**Stored items**
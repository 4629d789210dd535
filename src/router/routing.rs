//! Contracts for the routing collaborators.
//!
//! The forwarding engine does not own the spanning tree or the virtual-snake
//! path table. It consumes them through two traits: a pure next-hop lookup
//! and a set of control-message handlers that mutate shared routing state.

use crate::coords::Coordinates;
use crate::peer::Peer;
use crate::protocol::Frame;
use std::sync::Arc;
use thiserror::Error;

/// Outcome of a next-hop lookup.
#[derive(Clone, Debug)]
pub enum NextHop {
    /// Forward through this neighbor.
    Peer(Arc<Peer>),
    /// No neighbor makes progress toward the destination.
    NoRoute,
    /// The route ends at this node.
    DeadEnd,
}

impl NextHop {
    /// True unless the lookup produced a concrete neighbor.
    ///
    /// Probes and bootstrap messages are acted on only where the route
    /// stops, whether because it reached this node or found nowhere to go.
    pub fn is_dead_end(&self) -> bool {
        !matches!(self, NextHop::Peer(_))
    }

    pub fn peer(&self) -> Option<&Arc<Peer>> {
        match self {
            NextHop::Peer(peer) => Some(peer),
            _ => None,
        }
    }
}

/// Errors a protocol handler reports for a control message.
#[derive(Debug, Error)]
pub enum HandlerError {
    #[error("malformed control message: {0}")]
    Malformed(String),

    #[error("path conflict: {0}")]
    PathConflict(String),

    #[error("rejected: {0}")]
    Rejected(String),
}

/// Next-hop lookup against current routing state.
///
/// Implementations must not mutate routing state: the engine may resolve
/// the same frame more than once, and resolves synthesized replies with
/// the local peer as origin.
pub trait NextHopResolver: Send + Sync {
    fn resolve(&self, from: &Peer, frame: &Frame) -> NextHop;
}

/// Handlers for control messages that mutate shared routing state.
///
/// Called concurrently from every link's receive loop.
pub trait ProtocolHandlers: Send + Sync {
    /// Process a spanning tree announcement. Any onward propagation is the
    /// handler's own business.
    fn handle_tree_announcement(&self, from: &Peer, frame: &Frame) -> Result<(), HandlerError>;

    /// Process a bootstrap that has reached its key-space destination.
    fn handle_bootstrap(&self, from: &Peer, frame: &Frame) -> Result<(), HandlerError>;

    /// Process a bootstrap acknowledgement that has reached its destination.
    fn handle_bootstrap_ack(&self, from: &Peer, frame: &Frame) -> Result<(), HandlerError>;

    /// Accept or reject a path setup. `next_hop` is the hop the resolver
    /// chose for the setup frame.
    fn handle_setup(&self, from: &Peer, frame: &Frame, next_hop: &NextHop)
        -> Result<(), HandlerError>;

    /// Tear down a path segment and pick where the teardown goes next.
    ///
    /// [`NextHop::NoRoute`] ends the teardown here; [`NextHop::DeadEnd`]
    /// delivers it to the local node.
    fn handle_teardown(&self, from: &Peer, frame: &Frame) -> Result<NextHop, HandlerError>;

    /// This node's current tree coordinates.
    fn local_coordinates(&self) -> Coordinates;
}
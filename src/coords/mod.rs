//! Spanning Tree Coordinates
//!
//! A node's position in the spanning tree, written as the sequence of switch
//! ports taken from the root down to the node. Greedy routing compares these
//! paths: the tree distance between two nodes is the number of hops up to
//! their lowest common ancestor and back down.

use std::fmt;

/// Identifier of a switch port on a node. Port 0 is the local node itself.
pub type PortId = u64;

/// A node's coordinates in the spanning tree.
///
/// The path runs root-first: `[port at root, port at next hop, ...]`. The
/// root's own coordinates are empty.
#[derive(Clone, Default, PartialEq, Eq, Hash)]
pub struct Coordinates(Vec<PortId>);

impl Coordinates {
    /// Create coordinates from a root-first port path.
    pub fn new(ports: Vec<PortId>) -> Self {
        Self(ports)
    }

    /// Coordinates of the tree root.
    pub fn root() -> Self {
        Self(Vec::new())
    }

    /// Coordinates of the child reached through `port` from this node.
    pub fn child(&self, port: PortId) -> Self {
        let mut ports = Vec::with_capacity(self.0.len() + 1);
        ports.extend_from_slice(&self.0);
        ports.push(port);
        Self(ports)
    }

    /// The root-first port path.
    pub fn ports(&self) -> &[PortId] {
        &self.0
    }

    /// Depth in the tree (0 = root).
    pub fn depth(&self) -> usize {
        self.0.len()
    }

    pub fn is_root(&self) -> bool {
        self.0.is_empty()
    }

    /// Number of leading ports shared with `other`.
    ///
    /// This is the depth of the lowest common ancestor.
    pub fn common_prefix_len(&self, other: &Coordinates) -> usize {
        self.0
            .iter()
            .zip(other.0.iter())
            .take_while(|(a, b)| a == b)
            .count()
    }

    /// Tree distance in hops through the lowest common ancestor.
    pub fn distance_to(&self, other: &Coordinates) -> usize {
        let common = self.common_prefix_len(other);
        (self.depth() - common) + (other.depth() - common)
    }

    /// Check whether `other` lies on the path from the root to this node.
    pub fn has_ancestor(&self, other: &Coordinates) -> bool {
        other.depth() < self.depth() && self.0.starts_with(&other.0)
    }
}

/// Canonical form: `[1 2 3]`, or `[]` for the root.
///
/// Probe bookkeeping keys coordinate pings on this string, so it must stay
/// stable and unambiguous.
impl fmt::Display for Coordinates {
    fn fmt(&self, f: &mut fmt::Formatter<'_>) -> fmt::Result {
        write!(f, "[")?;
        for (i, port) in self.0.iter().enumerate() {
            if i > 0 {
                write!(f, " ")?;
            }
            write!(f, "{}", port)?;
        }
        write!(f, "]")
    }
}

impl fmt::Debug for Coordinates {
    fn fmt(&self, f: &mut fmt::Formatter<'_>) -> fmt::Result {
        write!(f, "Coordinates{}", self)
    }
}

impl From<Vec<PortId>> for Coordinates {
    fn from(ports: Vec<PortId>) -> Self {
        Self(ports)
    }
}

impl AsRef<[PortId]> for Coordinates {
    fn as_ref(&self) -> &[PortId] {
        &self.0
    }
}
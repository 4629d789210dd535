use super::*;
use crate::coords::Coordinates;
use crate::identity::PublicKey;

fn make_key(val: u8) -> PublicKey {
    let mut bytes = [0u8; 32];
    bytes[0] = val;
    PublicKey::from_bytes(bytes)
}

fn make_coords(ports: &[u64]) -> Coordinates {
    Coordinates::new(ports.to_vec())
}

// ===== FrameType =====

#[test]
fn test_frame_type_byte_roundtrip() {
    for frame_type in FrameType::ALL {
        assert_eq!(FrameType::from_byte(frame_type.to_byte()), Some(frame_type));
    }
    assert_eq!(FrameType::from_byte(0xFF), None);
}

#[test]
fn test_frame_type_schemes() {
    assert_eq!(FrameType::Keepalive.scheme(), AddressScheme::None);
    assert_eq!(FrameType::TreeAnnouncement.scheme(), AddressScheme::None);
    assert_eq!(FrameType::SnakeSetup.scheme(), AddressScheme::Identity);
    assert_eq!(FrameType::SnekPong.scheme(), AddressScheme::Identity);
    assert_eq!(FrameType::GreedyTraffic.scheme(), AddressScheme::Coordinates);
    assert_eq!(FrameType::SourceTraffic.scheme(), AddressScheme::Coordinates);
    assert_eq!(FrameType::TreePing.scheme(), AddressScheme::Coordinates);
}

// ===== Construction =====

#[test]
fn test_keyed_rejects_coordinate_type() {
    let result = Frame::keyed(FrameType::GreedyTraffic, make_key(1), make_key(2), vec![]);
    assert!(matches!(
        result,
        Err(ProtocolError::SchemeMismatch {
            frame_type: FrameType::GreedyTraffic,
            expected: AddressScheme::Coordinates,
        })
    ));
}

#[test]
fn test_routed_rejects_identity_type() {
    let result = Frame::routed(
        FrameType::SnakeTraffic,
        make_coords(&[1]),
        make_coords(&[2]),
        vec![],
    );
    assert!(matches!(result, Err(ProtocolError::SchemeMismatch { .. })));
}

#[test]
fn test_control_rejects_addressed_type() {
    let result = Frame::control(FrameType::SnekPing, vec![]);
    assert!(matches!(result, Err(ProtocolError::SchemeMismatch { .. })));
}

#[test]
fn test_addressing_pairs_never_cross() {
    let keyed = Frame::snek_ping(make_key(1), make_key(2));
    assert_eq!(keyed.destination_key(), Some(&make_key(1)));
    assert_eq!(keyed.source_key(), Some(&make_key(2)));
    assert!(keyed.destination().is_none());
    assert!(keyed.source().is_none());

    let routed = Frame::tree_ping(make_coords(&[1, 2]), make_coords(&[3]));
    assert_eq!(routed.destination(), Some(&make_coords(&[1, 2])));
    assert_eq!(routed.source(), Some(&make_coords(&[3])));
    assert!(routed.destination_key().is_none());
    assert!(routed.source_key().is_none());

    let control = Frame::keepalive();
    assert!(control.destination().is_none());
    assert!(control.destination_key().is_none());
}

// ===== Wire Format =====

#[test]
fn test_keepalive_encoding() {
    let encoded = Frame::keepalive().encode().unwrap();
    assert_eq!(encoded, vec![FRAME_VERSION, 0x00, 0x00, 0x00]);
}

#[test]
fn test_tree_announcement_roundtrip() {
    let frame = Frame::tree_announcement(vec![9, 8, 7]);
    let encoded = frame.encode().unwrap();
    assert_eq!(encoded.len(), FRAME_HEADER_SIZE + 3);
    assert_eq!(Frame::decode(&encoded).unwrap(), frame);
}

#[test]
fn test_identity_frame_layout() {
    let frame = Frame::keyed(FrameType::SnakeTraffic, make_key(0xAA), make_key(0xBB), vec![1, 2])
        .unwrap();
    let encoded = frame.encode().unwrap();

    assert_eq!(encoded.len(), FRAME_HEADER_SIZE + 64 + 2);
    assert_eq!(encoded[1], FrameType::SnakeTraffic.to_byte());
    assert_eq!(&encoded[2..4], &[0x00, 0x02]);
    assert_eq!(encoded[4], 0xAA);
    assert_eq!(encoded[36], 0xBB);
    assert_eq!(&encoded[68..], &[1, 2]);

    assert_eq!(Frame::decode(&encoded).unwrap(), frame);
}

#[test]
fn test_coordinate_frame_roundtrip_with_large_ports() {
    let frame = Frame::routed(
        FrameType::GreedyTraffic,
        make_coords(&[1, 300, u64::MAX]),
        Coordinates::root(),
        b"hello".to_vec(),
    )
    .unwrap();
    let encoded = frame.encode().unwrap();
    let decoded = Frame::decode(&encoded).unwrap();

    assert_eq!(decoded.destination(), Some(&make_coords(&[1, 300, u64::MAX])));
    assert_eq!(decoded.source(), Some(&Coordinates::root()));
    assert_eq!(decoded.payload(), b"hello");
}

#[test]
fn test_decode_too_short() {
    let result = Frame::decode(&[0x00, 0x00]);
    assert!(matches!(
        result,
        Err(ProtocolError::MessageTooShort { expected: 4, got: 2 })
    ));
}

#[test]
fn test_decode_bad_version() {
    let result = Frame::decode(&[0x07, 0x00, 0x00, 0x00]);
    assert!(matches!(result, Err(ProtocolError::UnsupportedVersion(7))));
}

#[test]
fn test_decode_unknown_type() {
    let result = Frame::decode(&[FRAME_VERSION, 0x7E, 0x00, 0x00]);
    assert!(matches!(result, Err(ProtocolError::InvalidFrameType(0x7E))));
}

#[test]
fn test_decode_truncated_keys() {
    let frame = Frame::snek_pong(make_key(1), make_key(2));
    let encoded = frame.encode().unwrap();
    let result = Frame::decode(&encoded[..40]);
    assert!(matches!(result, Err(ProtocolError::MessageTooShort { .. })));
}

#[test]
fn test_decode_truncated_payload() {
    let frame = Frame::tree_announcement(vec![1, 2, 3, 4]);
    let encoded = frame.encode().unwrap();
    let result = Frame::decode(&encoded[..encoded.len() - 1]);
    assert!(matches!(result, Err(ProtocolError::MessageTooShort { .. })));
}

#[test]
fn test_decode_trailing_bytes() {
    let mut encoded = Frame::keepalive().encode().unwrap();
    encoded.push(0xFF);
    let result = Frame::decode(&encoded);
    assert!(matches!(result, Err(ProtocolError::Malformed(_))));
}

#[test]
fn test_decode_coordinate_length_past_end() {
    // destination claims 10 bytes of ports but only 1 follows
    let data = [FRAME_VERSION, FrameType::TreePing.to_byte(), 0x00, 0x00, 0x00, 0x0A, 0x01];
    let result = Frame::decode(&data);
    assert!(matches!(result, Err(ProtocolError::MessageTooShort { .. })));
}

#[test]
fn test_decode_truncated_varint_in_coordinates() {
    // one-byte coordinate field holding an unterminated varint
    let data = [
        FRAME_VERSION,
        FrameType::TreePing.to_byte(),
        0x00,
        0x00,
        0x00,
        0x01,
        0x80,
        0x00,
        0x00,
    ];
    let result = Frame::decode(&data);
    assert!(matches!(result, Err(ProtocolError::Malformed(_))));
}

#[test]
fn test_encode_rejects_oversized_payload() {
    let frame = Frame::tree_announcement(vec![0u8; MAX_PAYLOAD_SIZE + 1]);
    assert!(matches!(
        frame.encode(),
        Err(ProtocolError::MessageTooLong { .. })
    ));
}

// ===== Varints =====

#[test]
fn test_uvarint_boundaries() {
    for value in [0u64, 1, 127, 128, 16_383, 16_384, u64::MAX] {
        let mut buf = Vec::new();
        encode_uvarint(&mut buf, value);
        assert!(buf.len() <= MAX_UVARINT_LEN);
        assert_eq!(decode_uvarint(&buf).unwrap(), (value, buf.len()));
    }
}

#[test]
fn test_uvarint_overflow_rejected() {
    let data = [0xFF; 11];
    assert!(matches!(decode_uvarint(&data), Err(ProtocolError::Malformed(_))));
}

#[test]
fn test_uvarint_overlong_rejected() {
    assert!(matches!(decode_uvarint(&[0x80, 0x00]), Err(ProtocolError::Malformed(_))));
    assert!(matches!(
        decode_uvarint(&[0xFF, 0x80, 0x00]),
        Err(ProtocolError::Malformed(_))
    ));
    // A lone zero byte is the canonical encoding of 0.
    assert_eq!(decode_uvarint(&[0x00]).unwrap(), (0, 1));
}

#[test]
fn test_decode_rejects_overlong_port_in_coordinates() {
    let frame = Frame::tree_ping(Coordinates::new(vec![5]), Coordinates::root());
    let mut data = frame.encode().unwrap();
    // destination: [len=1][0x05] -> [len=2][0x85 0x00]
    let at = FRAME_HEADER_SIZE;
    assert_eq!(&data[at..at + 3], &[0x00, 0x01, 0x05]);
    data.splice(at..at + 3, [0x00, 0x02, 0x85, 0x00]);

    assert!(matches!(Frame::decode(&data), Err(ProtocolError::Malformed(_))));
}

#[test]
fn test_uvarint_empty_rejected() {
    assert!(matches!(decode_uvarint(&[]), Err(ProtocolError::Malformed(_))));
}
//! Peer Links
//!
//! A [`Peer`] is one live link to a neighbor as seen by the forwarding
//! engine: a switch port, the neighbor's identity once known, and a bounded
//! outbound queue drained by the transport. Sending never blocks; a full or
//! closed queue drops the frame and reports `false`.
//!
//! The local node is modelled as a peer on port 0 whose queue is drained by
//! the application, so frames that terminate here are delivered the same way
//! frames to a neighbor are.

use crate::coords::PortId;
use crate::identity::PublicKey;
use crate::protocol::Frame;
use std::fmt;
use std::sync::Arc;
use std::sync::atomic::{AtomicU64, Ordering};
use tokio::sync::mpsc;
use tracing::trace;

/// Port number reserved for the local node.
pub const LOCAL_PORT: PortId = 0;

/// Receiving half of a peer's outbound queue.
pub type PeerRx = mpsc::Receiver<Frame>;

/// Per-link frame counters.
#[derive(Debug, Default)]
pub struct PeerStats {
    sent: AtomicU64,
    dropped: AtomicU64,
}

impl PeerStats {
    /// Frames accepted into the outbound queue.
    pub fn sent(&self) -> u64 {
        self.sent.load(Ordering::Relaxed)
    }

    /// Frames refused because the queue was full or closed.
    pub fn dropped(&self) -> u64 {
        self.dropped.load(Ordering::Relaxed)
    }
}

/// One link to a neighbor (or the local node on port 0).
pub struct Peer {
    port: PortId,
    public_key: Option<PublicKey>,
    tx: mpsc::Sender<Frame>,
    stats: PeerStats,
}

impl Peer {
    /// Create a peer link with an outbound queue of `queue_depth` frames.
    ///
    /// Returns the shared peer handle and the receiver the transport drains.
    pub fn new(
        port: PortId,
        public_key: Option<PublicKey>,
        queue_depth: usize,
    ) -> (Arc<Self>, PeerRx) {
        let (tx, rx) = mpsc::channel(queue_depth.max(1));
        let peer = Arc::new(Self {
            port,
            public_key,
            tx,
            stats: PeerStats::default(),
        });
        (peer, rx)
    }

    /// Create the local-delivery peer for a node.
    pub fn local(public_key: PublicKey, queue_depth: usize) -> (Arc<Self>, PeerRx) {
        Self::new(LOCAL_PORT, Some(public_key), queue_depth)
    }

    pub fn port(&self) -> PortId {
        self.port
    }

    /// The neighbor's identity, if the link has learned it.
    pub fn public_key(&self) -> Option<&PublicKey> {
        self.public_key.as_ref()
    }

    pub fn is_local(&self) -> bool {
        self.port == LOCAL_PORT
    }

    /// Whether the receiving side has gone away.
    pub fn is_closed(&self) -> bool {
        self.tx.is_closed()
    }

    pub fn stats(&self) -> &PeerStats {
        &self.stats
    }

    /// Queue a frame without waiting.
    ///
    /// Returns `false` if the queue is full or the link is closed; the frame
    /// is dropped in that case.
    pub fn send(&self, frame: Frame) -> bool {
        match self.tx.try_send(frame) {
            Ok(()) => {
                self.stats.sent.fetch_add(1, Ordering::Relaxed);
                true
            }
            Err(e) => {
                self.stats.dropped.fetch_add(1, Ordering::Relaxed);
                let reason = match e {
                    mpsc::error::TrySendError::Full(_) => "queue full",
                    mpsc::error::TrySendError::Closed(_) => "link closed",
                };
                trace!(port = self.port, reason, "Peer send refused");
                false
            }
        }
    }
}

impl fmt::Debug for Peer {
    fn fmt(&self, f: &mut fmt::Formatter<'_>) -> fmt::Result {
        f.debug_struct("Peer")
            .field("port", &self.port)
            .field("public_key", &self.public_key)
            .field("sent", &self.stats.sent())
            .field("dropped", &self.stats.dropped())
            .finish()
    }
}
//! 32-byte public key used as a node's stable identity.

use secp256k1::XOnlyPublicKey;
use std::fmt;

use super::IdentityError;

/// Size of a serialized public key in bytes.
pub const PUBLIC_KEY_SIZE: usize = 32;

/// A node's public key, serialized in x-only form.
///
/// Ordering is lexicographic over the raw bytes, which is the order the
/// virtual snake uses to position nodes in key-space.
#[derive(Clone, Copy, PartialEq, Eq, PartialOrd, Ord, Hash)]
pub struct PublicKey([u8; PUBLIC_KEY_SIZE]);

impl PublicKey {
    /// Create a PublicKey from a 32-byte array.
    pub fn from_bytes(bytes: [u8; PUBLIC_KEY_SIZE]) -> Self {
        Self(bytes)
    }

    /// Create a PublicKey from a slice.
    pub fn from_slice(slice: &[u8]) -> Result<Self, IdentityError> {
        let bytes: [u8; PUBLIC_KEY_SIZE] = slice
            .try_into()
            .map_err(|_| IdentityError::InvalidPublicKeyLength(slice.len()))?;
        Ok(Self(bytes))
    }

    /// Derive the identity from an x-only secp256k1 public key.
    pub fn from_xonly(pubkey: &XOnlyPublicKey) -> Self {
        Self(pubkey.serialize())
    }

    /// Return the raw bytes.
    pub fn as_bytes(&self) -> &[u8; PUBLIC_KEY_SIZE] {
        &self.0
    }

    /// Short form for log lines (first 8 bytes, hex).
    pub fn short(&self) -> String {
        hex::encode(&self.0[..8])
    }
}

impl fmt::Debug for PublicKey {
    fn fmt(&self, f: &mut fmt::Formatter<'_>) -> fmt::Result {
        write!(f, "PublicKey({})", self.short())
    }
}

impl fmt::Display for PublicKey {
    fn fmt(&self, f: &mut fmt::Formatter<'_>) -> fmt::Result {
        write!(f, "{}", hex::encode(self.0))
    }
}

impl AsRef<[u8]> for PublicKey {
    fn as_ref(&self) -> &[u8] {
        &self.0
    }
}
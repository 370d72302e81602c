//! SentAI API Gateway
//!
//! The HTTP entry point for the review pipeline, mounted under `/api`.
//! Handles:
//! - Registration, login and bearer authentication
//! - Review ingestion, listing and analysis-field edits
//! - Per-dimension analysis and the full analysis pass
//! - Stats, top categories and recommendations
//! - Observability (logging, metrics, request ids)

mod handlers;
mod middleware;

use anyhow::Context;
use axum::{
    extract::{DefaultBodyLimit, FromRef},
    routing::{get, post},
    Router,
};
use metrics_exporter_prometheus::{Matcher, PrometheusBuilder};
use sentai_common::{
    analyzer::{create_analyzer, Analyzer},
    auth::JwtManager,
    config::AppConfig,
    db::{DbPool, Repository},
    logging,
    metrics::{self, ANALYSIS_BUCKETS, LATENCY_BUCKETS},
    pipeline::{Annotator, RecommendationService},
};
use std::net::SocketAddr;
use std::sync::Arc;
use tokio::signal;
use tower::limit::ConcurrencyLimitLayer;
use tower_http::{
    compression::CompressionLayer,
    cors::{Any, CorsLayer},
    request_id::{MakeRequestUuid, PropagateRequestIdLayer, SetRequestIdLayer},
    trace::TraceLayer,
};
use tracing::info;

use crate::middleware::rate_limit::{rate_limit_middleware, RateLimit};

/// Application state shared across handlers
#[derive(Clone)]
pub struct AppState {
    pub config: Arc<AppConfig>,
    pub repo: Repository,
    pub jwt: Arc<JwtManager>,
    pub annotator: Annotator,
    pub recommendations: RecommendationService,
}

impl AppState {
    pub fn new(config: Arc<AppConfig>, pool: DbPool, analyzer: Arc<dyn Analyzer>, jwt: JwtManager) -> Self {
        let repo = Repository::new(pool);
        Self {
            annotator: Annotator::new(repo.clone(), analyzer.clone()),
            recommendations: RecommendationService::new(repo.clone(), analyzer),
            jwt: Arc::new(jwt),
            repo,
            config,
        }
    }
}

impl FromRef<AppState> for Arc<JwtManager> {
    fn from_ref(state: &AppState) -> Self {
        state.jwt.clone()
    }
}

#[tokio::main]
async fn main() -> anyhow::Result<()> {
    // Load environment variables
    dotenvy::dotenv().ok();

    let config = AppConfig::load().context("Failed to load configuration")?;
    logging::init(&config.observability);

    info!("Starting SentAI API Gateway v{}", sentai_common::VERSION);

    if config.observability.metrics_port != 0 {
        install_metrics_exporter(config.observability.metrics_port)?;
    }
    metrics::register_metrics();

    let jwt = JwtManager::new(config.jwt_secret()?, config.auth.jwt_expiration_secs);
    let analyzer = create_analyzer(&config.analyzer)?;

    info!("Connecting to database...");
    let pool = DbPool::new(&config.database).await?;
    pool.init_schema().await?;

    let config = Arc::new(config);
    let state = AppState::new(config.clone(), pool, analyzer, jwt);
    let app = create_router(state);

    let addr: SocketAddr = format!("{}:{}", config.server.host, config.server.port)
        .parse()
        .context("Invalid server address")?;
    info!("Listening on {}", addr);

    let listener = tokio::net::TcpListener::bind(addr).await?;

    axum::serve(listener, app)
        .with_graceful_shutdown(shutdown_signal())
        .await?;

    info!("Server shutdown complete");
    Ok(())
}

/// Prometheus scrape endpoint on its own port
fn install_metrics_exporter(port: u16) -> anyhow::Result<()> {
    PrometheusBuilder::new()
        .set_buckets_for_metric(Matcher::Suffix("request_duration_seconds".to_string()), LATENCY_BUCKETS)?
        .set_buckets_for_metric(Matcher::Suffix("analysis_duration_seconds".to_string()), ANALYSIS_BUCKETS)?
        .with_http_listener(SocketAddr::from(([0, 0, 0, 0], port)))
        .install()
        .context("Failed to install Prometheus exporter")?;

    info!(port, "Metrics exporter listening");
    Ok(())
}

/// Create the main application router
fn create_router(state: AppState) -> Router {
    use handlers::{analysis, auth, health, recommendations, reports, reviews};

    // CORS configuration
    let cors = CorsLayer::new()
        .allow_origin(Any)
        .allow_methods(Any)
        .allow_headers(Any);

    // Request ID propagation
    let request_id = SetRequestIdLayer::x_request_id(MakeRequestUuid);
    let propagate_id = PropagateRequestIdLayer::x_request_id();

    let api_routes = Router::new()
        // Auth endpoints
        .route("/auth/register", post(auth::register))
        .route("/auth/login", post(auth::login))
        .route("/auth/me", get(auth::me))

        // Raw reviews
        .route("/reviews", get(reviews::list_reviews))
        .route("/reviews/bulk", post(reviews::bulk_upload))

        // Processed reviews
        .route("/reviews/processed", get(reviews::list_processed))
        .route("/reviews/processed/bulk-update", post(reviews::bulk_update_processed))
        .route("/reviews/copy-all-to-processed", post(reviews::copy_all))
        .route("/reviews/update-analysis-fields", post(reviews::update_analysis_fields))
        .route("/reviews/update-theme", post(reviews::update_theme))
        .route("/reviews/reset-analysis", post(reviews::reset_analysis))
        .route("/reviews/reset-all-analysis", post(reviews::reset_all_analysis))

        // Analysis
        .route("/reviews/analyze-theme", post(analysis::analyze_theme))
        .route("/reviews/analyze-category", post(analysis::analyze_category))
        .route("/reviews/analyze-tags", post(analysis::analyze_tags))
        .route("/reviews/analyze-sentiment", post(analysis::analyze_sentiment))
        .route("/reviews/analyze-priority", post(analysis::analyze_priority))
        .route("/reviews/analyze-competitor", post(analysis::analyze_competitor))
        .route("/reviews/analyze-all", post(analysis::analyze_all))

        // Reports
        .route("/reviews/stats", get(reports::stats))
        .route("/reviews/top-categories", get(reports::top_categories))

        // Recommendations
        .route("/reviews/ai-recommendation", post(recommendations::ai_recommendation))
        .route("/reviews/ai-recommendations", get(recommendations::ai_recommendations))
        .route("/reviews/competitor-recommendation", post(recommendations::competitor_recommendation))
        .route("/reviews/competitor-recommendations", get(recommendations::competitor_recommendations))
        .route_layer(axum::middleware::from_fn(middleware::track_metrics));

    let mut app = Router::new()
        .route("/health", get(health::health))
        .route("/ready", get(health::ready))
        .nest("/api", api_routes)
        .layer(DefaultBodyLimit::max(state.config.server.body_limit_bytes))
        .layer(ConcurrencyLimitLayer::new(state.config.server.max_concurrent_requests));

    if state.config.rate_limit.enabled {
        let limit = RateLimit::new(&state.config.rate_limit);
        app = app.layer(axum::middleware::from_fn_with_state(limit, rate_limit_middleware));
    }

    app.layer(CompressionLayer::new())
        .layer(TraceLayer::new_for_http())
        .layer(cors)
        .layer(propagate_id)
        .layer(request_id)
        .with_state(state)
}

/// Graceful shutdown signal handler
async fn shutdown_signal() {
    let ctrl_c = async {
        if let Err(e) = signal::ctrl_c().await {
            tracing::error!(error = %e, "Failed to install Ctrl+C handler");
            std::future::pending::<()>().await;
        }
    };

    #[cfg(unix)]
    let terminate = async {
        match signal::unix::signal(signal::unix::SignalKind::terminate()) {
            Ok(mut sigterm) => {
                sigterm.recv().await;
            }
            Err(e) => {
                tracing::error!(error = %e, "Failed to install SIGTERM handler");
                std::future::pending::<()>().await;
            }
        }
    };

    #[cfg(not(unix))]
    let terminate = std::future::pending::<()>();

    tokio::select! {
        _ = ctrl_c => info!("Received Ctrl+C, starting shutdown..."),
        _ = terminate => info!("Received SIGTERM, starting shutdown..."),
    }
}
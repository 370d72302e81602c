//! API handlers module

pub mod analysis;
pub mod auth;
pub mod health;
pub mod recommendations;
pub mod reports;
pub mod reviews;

**YOUR TASK**
State the number of lines in these entries where the word "login" occurs, without any other words.

**REPLY TO THE TASK**
2